§ EXERCISE DESCRIPTION
The line containing "use crate::errors::LicenseError;" marks the end: restate word for word every line from the first line of the entries below through that one.

---- INPUT DATA

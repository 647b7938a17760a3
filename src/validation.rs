//! Input validation for issuance and activation requests.

use std::fmt;
use std::sync::OnceLock;

use regex::Regex;

use crate::errors::LicenseError;

/// Longest address accepted (RFC 5321 path limit).
const MAX_EMAIL_LEN: usize = 254;

/// Validation error type.
#[derive(Debug, Clone, PartialEq, Eq)]
pub struct ValidationError {
    pub field: String,
    pub message: String,
}

impl fmt::Display for ValidationError {
    fn fmt(&self, f: &mut fmt::Formatter<'_>) -> fmt::Result {
        write!(f, "{}: {}", self.field, self.message)
    }
}

impl std::error::Error for ValidationError {}

impl From<ValidationError> for LicenseError {
    fn from(err: ValidationError) -> Self {
        LicenseError::InvalidInput(err.to_string())
    }
}

/// Result type for validation operations.
pub type ValidationResult<T> = Result<T, ValidationError>;

fn email_regex() -> &'static Regex {
    static EMAIL: OnceLock<Regex> = OnceLock::new();
    EMAIL.get_or_init(|| {
        Regex::new(r"^[A-Za-z0-9.!#$%&'*+/=?^_`{|}~-]+@[A-Za-z0-9](?:[A-Za-z0-9-]*[A-Za-z0-9])?(?:\.[A-Za-z0-9](?:[A-Za-z0-9-]*[A-Za-z0-9])?)+$")
            .expect("email pattern is a valid regex")
    })
}

/// Trim and lower-case an email address for storage and comparison.
pub fn normalize_email(email: &str) -> String {
    email.trim().to_lowercase()
}

/// Validate an email address and return its normalized form.
///
/// # Example
/// ```
/// use apex_license::validation::validate_email;
///
/// assert_eq!(validate_email(" A@B.com ", "email").unwrap(), "a@b.com");
/// assert!(validate_email("not-an-email", "email").is_err());
/// ```
pub fn validate_email(value: &str, field_name: &str) -> ValidationResult<String> {
    let normalized = normalize_email(value);

    if normalized.is_empty() {
        return Err(ValidationError {
            field: field_name.to_string(),
            message: "cannot be empty".to_string(),
        });
    }
    if normalized.len() > MAX_EMAIL_LEN {
        return Err(ValidationError {
            field: field_name.to_string(),
            message: format!("exceeds maximum length of {MAX_EMAIL_LEN} characters"),
        });
    }
    if !email_regex().is_match(&normalized) {
        return Err(ValidationError {
            field: field_name.to_string(),
            message: "invalid email address".to_string(),
        });
    }

    Ok(normalized)
}

/// Validate a license duration in days: `1..=max_days`.
pub fn validate_days(value: i64, max_days: i64, field_name: &str) -> ValidationResult<()> {
    if value <= 0 {
        return Err(ValidationError {
            field: field_name.to_string(),
            message: "must be a positive number of days".to_string(),
        });
    }
    if value > max_days {
        return Err(ValidationError {
            field: field_name.to_string(),
            message: format!("cannot exceed {max_days} days"),
        });
    }
    Ok(())
}
use std::env;

use serial_test::serial;

use apex_license::config::ApexConfig;

const VARS: &[&str] = &[
    "APEX_SERVER_HOST",
    "APEX_SERVER_PORT",
    "APEX_DATABASE_TYPE",
    "APEX_DATABASE_URL",
    "APEX_LICENSE_KEY_PREFIX",
    "APEX_MAX_TRIAL_DAYS",
    "APEX_LOGGING_ENABLED",
    "APEX_LOG_LEVEL",
    "APEX_RATE_LIMIT_ENABLED",
];

fn clear_env() {
    for var in VARS {
        env::remove_var(var);
    }
}

#[test]
#[serial]
fn load_uses_defaults_without_overrides() {
    clear_env();

    let config = ApexConfig::load().expect("config should load");
    assert_eq!(config.server.port, 8000);
    assert_eq!(config.license.key_prefix, "WARP");
    assert_eq!(config.license.max_trial_days, 365);
    assert_eq!(config.database.db_type, "sqlite");
    assert!(config
        .features
        .premium
        .iter()
        .any(|f| f == "premium-feature"));
    assert!(config.validate().is_ok());
}

#[test]
#[serial]
fn env_overrides_take_precedence() {
    clear_env();
    env::set_var("APEX_SERVER_PORT", "9100");
    env::set_var("APEX_DATABASE_TYPE", "memory");
    env::set_var("APEX_MAX_TRIAL_DAYS", "30");
    env::set_var("APEX_RATE_LIMIT_ENABLED", "true");
    env::set_var("APEX_LOG_LEVEL", "debug");

    let config = ApexConfig::load().expect("config should load");
    assert_eq!(config.server.port, 9100);
    assert_eq!(config.database.db_type, "memory");
    assert_eq!(config.license.max_trial_days, 30);
    assert!(config.rate_limit.enabled);
    assert_eq!(config.logging.level, "debug");

    clear_env();
}

#[test]
#[serial]
fn unparseable_numeric_override_is_ignored() {
    clear_env();
    env::set_var("APEX_SERVER_PORT", "not-a-port");

    let config = ApexConfig::load().expect("config should load");
    assert_eq!(config.server.port, 8000);

    clear_env();
}

#[test]
#[serial]
fn invalid_database_type_fails_validation() {
    clear_env();
    env::set_var("APEX_DATABASE_TYPE", "postgres");

    let config = ApexConfig::load().expect("config should load");
    assert!(config.validate().is_err());

    clear_env();
}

--------

§ RESULT BELOW
repository 647b7938a17760a3
filename src/validation.rs
//! Input validation for issuance and activation requests.

use std::fmt;
use std::sync::OnceLock;

use regex::Regex;

use crate::errors::LicenseError;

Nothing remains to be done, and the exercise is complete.